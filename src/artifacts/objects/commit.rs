//! Commit record
//!
//! Commits arrive fully formed from the producer's log stream and are never
//! mutated afterwards. They contain:
//! - The commit's object ID
//! - Parent commit ID(s), first parent being the mainline
//! - Author and committer signatures
//! - The raw commit message

use crate::artifacts::objects::object_id::ObjectId;
use chrono::{DateTime, FixedOffset};
use derive_new::new;

/// Author or committer information
///
/// The timestamp is `None` when the producer emitted an instant that could not
/// be parsed; such signatures display the zero date.
#[derive(Debug, Clone, Eq, PartialEq, Default, new)]
pub struct Signature {
    name: String,
    email: String,
    timestamp: Option<DateTime<FixedOffset>>,
}

impl Signature {
    pub fn name(&self) -> &str {
        &self.name
    }

    pub fn email(&self) -> &str {
        &self.email
    }

    pub fn timestamp(&self) -> Option<DateTime<FixedOffset>> {
        self.timestamp
    }

    /// Format author name and email for display
    ///
    /// # Returns
    ///
    /// String in format "Name <email@example.com>"
    pub fn display_name(&self) -> String {
        format!("{} <{}>", self.name, self.email)
    }

    /// Calendar date of the signature, `0000-00-00` for the zero instant
    pub fn short_date(&self) -> String {
        match self.timestamp {
            Some(timestamp) => timestamp.format("%Y-%m-%d").to_string(),
            None => "0000-00-00".to_string(),
        }
    }

    /// Format timestamp in human-readable form
    ///
    /// # Returns
    ///
    /// String like "Mon Jan 1 12:34:56 2024 +0000"
    pub fn readable_timestamp(&self) -> String {
        match self.timestamp {
            Some(timestamp) => timestamp.format("%a %b %-d %H:%M:%S %Y %z").to_string(),
            None => String::new(),
        }
    }
}

#[derive(Debug, Clone, Eq, PartialEq)]
pub struct Commit {
    oid: ObjectId,
    /// Parent commit IDs (empty for a root commit, several for merges)
    parents: Vec<ObjectId>,
    author: Signature,
    committer: Signature,
    message: String,
}

impl Commit {
    pub fn new(
        oid: ObjectId,
        parents: Vec<ObjectId>,
        author: Signature,
        committer: Signature,
        message: String,
    ) -> Self {
        Commit {
            oid,
            parents,
            author,
            committer,
            message,
        }
    }

    pub fn oid(&self) -> &ObjectId {
        &self.oid
    }

    pub fn parents(&self) -> &[ObjectId] {
        &self.parents
    }

    /// The mainline parent
    pub fn parent(&self) -> Option<&ObjectId> {
        self.parents.first()
    }

    pub fn is_merge(&self) -> bool {
        self.parents.len() > 1
    }

    pub fn author(&self) -> &Signature {
        &self.author
    }

    pub fn committer(&self) -> &Signature {
        &self.committer
    }

    /// Get the full commit message
    pub fn message(&self) -> &str {
        &self.message
    }

    /// Get the first line of the commit message
    ///
    /// Useful for short-form display (e.g. the summary column)
    pub fn short_message(&self) -> &str {
        self.message.lines().next().unwrap_or("")
    }
}
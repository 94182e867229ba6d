//! Diff text handling
//!
//! Diff text itself comes from the producer; this module only prepares it for
//! display:
//!
//! - `display`: file-section indexing, section separators and path decoding

pub mod display;
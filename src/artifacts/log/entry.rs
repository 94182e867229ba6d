use crate::artifacts::objects::commit::Commit;
use crate::artifacts::objects::object_id::ObjectId;

/// Visible width of a summary line
pub const SUMMARY_WIDTH: usize = 80;

const ELLIPSIS: char = '…';

/// A commit decorated for display in the history list
///
/// The summary and search index depend only on the commit; the graph cell is
/// filled in by the scan session that emitted it.
#[derive(Debug, Clone, PartialEq, Eq)]
pub struct Entry {
    commit: Commit,
    summary: String,
    search_index: String,
    graph: String,
}

impl Entry {
    pub fn new(commit: Commit) -> Self {
        let summary = summarize(&commit);
        let search_index = search_index(&commit);

        Entry {
            commit,
            summary,
            search_index,
            graph: String::new(),
        }
    }

    pub fn commit(&self) -> &Commit {
        &self.commit
    }

    pub fn oid(&self) -> &ObjectId {
        self.commit.oid()
    }

    /// "shorthash  date  subject", at most [`SUMMARY_WIDTH`] characters
    pub fn summary(&self) -> &str {
        &self.summary
    }

    pub fn search_index(&self) -> &str {
        &self.search_index
    }

    pub fn graph(&self) -> &str {
        &self.graph
    }

    pub fn set_graph(&mut self, graph: String) {
        self.graph = graph;
    }

    /// `needle` must already be lowercase
    pub fn matches(&self, needle: &str) -> bool {
        self.search_index.contains(needle)
    }
}

fn summarize(commit: &Commit) -> String {
    let line = format!(
        "{}  {}  {}",
        commit.oid().to_short_oid(),
        commit.author().short_date(),
        commit.short_message()
    );
    truncate(&line, SUMMARY_WIDTH)
}

fn truncate(line: &str, width: usize) -> String {
    if line.chars().count() <= width {
        return line.to_string();
    }

    let mut truncated = line.chars().take(width - 1).collect::<String>();
    truncated.push(ELLIPSIS);
    truncated
}

fn search_index(commit: &Commit) -> String {
    [
        commit.oid().as_ref(),
        commit.author().name(),
        commit.author().email(),
        commit.message(),
    ]
    .join("\n")
    .to_lowercase()
}
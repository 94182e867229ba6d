//! Debouncing
//!
//! A [`Debouncer`] owns a delay and a side effect. Every `trigger` re-arms a
//! one-shot timer, so a burst of triggers fires the effect once, `delay` after
//! the last of them. Each arm carries a token; a timer whose token is no longer
//! current never runs the effect, even if it already woke up.

use parking_lot::Mutex;
use std::sync::atomic::{AtomicU64, Ordering};
use std::sync::{Arc, OnceLock};
use std::time::Duration;
use tokio::runtime::Handle;
use tokio::task::JoinHandle;

type Effect = Arc<dyn Fn() + Send + Sync>;

pub struct Debouncer {
    delay: Duration,
    effect: Effect,
    runtime: Handle,
    token: Arc<AtomicU64>,
    pending: Mutex<Option<JoinHandle<()>>>,
}

impl Debouncer {
    pub fn new(runtime: Handle, delay: Duration, effect: impl Fn() + Send + Sync + 'static) -> Self {
        Debouncer {
            delay,
            effect: Arc::new(effect),
            runtime,
            token: Arc::new(AtomicU64::new(0)),
            pending: Mutex::new(None),
        }
    }

    pub fn delay(&self) -> Duration {
        self.delay
    }

    /// Arm the timer, replacing any pending fire
    pub fn trigger(&self) {
        let mut pending = self.pending.lock();
        if let Some(task) = pending.take() {
            task.abort();
        }

        let token = self.token.fetch_add(1, Ordering::SeqCst) + 1;
        let current = self.token.clone();
        let effect = self.effect.clone();
        let delay = self.delay;

        *pending = Some(self.runtime.spawn(async move {
            tokio::time::sleep(delay).await;
            if current.load(Ordering::SeqCst) == token {
                effect();
            }
        }));
    }

    /// Cancel the pending fire, if any
    pub fn stop(&self) {
        let mut pending = self.pending.lock();
        self.token.fetch_add(1, Ordering::SeqCst);
        if let Some(task) = pending.take() {
            task.abort();
        }
    }

    pub fn is_pending(&self) -> bool {
        self.pending
            .lock()
            .as_ref()
            .is_some_and(|task| !task.is_finished())
    }
}

impl Drop for Debouncer {
    fn drop(&mut self) {
        self.stop();
    }
}

/// Lazily create the debouncer stored in `slot`
///
/// Only the first call installs `effect`; later calls return the existing
/// debouncer untouched.
pub fn ensure<'s>(
    slot: &'s OnceLock<Debouncer>,
    runtime: &Handle,
    delay: Duration,
    effect: impl Fn() + Send + Sync + 'static,
) -> &'s Debouncer {
    slot.get_or_init(|| Debouncer::new(runtime.clone(), delay, effect))
}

= = = = = = =

## How to complete this task
Once you have read the entries above, copy them out exactly as they were given.

## Exercise answer
filename src/artifacts/objects/commit.rs
//! Commit record
//!
//! Commits arrive fully formed from the producer's log stream and are never
//! mutated afterwards. They contain:
//! - The commit's object ID
//! - Parent commit ID(s), first parent being the mainline
//! - Author and committer signatures
//! - The raw commit message

use crate::artifacts::objects::object_id::ObjectId;
use chrono::{DateTime, FixedOffset};
use derive_new::new;

/// Author or committer information
///
/// The timestamp is `None` when the producer emitted an instant that could not
/// be parsed; such signatures display the zero date.
#[derive(Debug, Clone, Eq, PartialEq, Default, new)]
pub struct Signature {
    name: String,
    email: String,
    timestamp: Option<DateTime<FixedOffset>>,
}

impl Signature {
    pub fn name(&self) -> &str {
        &self.name
    }

    pub fn email(&self) -> &str {
        &self.email
    }

    pub fn timestamp(&self) -> Option<DateTime<FixedOffset>> {
        self.timestamp
    }

    /// Format author name and email for display
    ///
    /// # Returns
    ///
    /// String in format "Name <email@example.com>"
    pub fn display_name(&self) -> String {
        format!("{} <{}>", self.name, self.email)
    }

    /// Calendar date of the signature, `0000-00-00` for the zero instant
    pub fn short_date(&self) -> String {
        match self.timestamp {
            Some(timestamp) => timestamp.format("%Y-%m-%d").to_string(),
            None => "0000-00-00".to_string(),
        }
    }

    /// Format timestamp in human-readable form
    ///
    /// # Returns
    ///
    /// String like "Mon Jan 1 12:34:56 2024 +0000"
    pub fn readable_timestamp(&self) -> String {
        match self.timestamp {
            Some(timestamp) => timestamp.format("%a %b %-d %H:%M:%S %Y %z").to_string(),
            None => String::new(),
        }
    }
}

#[derive(Debug, Clone, Eq, PartialEq)]
pub struct Commit {
    oid: ObjectId,
    /// Parent commit IDs (empty for a root commit, several for merges)
    parents: Vec<ObjectId>,
    author: Signature,
    committer: Signature,
    message: String,
}

impl Commit {
    pub fn new(
        oid: ObjectId,
        parents: Vec<ObjectId>,
        author: Signature,
        committer: Signature,
        message: String,
    ) -> Self {
        Commit {
            oid,
            parents,
            author,
            committer,
            message,
        }
    }

    pub fn oid(&self) -> &ObjectId {
        &self.oid
    }

    pub fn parents(&self) -> &[ObjectId] {
        &self.parents
    }

    /// The mainline parent
    pub fn parent(&self) -> Option<&ObjectId> {
        self.parents.first()
    }

    pub fn is_merge(&self) -> bool {
        self.parents.len() > 1
    }

    pub fn author(&self) -> &Signature {
        &self.author
    }

    pub fn committer(&self) -> &Signature {
        &self.committer
    }

    /// Get the full commit message
    pub fn message(&self) -> &str {
        &self.message
    }

    /// Get the first line of the commit message
    ///
    /// Useful for short-form display (e.g. the summary column)
    pub fn short_message(&self) -> &str {
        self.message.lines().next().unwrap_or("")
    }
}
repository 94182e867229ba6d
//! Diff text handling
//!
//! Diff text itself comes from the producer; this module only prepares it for
//! display:
//!
//! - `display`: file-section indexing, section separators and path decoding

pub mod display;
filename src/artifacts/log/entry.rs
repository 94182e867229ba6d
use crate::artifacts::objects::commit::Commit;
use crate::artifacts::objects::object_id::ObjectId;

/// Visible width of a summary line
pub const SUMMARY_WIDTH: usize = 80;

const ELLIPSIS: char = '…';

/// A commit decorated for display in the history list
///
/// The summary and search index depend only on the commit; the graph cell is
/// filled in by the scan session that emitted it.
#[derive(Debug, Clone, PartialEq, Eq)]
pub struct Entry {
    commit: Commit,
    summary: String,
    search_index: String,
    graph: String,
}

impl Entry {
    pub fn new(commit: Commit) -> Self {
        let summary = summarize(&commit);
        let search_index = search_index(&commit);

        Entry {
            commit,
            summary,
            search_index,
            graph: String::new(),
        }
    }

    pub fn commit(&self) -> &Commit {
        &self.commit
    }

    pub fn oid(&self) -> &ObjectId {
        self.commit.oid()
    }

    /// "shorthash  date  subject", at most [`SUMMARY_WIDTH`] characters
    pub fn summary(&self) -> &str {
        &self.summary
    }

    pub fn search_index(&self) -> &str {
        &self.search_index
    }

    pub fn graph(&self) -> &str {
        &self.graph
    }

    pub fn set_graph(&mut self, graph: String) {
        self.graph = graph;
    }

    /// `needle` must already be lowercase
    pub fn matches(&self, needle: &str) -> bool {
        self.search_index.contains(needle)
    }
}

fn summarize(commit: &Commit) -> String {
    let line = format!(
        "{}  {}  {}",
        commit.oid().to_short_oid(),
        commit.author().short_date(),
        commit.short_message()
    );
    truncate(&line, SUMMARY_WIDTH)
}

fn truncate(line: &str, width: usize) -> String {
    if line.chars().count() <= width {
        return line.to_string();
    }

    let mut truncated = line.chars().take(width - 1).collect::<String>();
    truncated.push(ELLIPSIS);
    truncated
}

fn search_index(commit: &Commit) -> String {
    [
        commit.oid().as_ref(),
        commit.author().name(),
        commit.author().email(),
        commit.message(),
    ]
    .join("\n")
    .to_lowercase()
}
repository 94182e867229ba6d
//! Debouncing
//!
//! A [`Debouncer`] owns a delay and a side effect. Every `trigger` re-arms a
//! one-shot timer, so a burst of triggers fires the effect once, `delay` after
//! the last of them. Each arm carries a token; a timer whose token is no longer
//! current never runs the effect, even if it already woke up.

use parking_lot::Mutex;
use std::sync::atomic::{AtomicU64, Ordering};
use std::sync::{Arc, OnceLock};
use std::time::Duration;
use tokio::runtime::Handle;
use tokio::task::JoinHandle;

type Effect = Arc<dyn Fn() + Send + Sync>;

pub struct Debouncer {
    delay: Duration,
    effect: Effect,
    runtime: Handle,
    token: Arc<AtomicU64>,
    pending: Mutex<Option<JoinHandle<()>>>,
}

impl Debouncer {
    pub fn new(runtime: Handle, delay: Duration, effect: impl Fn() + Send + Sync + 'static) -> Self {
        Debouncer {
            delay,
            effect: Arc::new(effect),
            runtime,
            token: Arc::new(AtomicU64::new(0)),
            pending: Mutex::new(None),
        }
    }

    pub fn delay(&self) -> Duration {
        self.delay
    }

    /// Arm the timer, replacing any pending fire
    pub fn trigger(&self) {
        let mut pending = self.pending.lock();
        if let Some(task) = pending.take() {
            task.abort();
        }

        let token = self.token.fetch_add(1, Ordering::SeqCst) + 1;
        let current = self.token.clone();
        let effect = self.effect.clone();
        let delay = self.delay;

        *pending = Some(self.runtime.spawn(async move {
            tokio::time::sleep(delay).await;
            if current.load(Ordering::SeqCst) == token {
                effect();
            }
        }));
    }

    /// Cancel the pending fire, if any
    pub fn stop(&self) {
        let mut pending = self.pending.lock();
        self.token.fetch_add(1, Ordering::SeqCst);
        if let Some(task) = pending.take() {
            task.abort();
        }
    }

    pub fn is_pending(&self) -> bool {
        self.pending
            .lock()
            .as_ref()
            .is_some_and(|task| !task.is_finished())
    }
}

impl Drop for Debouncer {
    fn drop(&mut self) {
        self.stop();
    }
}

/// Lazily create the debouncer stored in `slot`
///
/// Only the first call installs `effect`; later calls return the existing
/// debouncer untouched.
pub fn ensure<'s>(
    slot: &'s OnceLock<Debouncer>,
    runtime: &Handle,
    delay: Duration,
    effect: impl Fn() + Send + Sync + 'static,
) -> &'s Debouncer {
    slot.get_or_init(|| Debouncer::new(runtime.clone(), delay, effect))
}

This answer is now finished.